Exercise. Your task is to repeat exactly the lines below between the line holding "let handle = tokio::task::spawn_blocking(move" and the line holding "let winner = selection.winner();", inclusive, and only those.

Source data.
[Start of Attachment]
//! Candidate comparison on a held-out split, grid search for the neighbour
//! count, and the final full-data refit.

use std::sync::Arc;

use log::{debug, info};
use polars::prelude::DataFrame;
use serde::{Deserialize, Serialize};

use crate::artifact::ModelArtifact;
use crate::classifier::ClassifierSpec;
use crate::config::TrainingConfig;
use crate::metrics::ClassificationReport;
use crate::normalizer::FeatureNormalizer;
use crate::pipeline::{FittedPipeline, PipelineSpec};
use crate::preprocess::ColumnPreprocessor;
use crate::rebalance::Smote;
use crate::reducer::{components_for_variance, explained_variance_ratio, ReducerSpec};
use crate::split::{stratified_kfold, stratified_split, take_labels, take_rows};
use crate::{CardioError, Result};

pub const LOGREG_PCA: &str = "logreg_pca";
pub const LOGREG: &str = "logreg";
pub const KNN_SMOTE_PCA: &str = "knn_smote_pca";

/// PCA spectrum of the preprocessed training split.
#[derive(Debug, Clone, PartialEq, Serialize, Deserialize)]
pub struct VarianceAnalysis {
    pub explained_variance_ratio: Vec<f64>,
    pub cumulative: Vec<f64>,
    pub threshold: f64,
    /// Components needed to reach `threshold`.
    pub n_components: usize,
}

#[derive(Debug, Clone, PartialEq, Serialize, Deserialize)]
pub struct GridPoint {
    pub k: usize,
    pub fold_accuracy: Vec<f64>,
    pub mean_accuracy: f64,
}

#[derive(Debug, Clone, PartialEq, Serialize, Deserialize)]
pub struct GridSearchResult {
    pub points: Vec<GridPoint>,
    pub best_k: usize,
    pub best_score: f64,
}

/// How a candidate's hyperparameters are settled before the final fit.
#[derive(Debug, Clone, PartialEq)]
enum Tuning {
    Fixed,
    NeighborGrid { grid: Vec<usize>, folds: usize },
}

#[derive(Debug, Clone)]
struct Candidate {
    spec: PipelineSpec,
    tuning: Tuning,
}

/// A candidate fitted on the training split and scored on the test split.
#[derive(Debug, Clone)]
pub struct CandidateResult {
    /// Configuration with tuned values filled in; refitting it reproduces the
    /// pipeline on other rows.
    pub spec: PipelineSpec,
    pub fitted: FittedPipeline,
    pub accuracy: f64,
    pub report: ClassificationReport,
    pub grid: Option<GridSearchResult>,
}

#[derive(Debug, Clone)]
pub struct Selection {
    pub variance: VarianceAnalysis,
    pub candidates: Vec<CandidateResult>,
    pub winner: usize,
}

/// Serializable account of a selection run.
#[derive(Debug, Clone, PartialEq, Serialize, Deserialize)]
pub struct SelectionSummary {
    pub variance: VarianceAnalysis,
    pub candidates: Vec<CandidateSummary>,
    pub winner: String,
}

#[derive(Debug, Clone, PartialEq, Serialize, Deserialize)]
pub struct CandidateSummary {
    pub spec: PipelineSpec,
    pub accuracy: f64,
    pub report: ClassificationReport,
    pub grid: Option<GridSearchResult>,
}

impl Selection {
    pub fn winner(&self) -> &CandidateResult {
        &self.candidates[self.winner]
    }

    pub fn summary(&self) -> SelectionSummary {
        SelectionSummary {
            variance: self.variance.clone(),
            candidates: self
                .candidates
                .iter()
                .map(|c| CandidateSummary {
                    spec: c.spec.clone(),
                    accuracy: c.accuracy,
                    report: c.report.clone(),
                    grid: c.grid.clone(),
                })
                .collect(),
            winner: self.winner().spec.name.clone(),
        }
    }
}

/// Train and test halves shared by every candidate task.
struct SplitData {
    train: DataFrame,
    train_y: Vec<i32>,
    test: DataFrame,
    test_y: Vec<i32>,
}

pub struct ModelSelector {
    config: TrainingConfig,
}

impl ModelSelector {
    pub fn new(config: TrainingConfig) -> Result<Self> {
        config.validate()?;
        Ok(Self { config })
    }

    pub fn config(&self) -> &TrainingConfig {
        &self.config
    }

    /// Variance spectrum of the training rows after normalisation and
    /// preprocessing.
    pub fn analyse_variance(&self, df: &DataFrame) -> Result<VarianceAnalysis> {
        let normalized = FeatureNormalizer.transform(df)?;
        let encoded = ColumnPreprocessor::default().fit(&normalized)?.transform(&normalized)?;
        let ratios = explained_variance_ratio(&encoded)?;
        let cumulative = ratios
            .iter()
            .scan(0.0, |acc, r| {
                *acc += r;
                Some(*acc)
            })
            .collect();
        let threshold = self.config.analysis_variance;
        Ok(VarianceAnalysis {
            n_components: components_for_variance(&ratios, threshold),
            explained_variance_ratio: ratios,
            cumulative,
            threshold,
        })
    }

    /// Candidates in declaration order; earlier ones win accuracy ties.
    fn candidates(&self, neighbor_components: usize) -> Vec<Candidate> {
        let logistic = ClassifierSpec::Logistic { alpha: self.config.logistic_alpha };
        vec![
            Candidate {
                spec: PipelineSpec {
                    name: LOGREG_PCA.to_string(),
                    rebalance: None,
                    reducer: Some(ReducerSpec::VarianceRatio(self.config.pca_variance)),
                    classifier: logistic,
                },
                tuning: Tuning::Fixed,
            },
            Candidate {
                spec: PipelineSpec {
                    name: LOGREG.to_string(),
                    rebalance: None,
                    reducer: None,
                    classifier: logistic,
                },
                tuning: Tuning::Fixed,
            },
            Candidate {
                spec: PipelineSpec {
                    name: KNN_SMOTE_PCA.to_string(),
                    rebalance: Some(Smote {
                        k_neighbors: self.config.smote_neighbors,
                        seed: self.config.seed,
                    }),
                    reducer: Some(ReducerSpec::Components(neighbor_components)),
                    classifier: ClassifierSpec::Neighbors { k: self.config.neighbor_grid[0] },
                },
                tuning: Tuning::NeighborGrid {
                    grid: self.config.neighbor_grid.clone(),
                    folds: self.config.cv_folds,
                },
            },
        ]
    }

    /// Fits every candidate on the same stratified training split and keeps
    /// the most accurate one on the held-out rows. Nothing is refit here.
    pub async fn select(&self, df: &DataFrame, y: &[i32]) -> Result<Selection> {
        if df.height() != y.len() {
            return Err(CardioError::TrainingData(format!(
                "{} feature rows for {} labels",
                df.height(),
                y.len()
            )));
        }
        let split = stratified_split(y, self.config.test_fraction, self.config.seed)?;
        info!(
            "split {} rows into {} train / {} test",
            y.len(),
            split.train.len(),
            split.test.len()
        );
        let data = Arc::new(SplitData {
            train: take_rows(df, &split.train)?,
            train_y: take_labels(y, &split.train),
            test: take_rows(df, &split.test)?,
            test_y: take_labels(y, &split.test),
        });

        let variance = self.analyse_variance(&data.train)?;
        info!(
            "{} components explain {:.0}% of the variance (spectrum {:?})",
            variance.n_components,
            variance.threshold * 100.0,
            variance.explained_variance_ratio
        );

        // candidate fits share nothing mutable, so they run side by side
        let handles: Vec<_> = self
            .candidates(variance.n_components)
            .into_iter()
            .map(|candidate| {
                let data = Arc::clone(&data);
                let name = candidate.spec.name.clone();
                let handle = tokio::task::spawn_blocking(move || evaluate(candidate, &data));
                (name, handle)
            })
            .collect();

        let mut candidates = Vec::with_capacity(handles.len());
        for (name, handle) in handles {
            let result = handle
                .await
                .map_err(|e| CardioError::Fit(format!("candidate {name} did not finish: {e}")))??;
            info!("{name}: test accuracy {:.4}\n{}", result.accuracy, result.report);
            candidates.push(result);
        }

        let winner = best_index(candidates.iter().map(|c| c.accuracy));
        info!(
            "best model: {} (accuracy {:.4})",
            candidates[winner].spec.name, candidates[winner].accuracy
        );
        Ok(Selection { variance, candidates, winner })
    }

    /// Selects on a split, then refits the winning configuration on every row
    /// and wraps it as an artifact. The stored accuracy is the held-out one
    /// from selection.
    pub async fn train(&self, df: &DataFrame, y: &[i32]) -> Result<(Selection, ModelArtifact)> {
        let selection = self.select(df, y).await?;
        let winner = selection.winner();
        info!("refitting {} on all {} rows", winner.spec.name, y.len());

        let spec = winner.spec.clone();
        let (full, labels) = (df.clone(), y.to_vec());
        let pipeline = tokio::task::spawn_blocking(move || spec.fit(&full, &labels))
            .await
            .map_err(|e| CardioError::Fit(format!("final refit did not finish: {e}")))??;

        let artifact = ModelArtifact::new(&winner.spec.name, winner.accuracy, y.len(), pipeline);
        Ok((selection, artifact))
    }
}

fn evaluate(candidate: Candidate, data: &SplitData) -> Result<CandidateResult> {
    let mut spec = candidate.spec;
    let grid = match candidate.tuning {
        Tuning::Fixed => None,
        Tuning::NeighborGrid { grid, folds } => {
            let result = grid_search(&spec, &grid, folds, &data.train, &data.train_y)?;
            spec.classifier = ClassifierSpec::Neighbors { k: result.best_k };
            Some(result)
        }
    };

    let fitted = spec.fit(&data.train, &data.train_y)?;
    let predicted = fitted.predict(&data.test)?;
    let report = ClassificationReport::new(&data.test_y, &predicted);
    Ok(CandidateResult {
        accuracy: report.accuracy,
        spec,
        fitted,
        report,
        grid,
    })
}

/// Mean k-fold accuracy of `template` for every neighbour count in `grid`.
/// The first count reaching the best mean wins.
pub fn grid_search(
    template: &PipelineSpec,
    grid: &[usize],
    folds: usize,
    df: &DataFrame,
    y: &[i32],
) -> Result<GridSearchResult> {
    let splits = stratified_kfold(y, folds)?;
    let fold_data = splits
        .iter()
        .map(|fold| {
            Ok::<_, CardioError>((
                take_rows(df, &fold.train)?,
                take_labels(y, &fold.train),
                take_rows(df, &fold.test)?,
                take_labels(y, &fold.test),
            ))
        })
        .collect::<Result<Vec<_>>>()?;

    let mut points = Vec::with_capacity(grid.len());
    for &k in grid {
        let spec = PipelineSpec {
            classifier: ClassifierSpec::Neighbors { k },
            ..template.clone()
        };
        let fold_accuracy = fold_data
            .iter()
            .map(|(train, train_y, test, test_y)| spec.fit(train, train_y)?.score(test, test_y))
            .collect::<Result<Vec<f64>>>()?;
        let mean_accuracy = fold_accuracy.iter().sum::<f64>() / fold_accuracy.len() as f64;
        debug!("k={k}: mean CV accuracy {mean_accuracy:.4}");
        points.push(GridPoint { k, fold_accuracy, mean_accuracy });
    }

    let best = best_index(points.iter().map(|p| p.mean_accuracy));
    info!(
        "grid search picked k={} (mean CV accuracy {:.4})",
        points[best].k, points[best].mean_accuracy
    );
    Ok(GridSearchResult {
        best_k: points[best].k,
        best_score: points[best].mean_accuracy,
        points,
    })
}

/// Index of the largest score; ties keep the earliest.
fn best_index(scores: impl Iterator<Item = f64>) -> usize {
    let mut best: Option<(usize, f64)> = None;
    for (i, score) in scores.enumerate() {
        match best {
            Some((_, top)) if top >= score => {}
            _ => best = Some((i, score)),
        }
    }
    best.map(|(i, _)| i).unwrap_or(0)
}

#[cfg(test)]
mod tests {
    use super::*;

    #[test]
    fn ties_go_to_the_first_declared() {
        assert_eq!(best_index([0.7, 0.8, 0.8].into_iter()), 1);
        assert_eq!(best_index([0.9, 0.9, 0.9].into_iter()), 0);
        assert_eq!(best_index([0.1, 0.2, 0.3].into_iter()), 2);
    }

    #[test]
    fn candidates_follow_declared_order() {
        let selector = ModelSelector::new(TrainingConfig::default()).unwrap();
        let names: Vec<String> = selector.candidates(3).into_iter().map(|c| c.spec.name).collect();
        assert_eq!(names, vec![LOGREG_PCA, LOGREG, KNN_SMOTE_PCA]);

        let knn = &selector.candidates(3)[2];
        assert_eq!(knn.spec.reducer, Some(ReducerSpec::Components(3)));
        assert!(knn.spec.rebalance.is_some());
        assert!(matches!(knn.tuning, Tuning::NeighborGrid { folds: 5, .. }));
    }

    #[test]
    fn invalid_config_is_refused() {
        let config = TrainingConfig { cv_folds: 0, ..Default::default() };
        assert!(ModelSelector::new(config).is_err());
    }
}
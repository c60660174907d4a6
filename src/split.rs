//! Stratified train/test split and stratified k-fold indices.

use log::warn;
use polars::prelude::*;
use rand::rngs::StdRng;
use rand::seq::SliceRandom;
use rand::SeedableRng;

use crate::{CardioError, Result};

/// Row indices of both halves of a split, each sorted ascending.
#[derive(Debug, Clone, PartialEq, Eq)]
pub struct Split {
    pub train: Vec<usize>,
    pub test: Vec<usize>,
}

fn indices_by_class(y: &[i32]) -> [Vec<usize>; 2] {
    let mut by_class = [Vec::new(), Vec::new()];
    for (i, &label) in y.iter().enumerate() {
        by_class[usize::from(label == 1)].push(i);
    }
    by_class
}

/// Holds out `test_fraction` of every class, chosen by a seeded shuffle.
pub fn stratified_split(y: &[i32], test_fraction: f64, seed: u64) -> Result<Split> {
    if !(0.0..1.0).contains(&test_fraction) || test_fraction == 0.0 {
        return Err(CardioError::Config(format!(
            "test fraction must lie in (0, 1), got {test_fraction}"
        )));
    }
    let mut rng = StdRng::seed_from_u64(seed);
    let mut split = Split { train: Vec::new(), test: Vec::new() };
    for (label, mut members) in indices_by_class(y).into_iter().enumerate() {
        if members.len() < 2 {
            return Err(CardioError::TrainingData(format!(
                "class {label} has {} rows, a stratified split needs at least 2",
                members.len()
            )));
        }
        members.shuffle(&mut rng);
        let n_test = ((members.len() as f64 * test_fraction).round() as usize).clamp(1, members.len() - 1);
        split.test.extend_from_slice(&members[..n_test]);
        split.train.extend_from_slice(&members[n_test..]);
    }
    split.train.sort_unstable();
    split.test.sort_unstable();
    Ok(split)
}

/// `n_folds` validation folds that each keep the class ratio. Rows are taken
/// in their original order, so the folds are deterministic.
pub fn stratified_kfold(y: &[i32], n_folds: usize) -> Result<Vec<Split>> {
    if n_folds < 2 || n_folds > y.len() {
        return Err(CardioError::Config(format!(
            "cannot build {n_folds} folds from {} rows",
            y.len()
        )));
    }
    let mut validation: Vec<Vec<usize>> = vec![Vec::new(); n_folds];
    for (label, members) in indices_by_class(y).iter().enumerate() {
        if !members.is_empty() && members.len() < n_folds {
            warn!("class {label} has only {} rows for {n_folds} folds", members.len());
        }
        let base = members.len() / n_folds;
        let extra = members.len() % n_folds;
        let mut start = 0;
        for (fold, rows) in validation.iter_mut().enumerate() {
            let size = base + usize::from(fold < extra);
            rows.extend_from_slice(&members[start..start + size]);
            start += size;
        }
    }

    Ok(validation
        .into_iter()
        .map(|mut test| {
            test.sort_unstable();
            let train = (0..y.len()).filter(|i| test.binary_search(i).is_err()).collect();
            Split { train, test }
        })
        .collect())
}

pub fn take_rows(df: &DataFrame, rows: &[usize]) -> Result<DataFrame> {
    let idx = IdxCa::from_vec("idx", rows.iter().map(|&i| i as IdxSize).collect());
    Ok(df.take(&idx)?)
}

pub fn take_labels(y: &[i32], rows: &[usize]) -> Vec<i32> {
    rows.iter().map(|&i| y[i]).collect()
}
[End of Attachment]
Task solution.
                let handle = tokio::task::spawn_blocking(move || evaluate(candidate, &data));
                (name, handle)
            })
            .collect();

        let mut candidates = Vec::with_capacity(handles.len());
        for (name, handle) in handles {
            let result = handle
                .await
                .map_err(|e| CardioError::Fit(format!("candidate {name} did not finish: {e}")))??;
            info!("{name}: test accuracy {:.4}\n{}", result.accuracy, result.report);
            candidates.push(result);
        }

        let winner = best_index(candidates.iter().map(|c| c.accuracy));
        info!(
            "best model: {} (accuracy {:.4})",
            candidates[winner].spec.name, candidates[winner].accuracy
        );
        Ok(Selection { variance, candidates, winner })
    }

    /// Selects on a split, then refits the winning configuration on every row
    /// and wraps it as an artifact. The stored accuracy is the held-out one
    /// from selection.
    pub async fn train(&self, df: &DataFrame, y: &[i32]) -> Result<(Selection, ModelArtifact)> {
        let selection = self.select(df, y).await?;
        let winner = selection.winner();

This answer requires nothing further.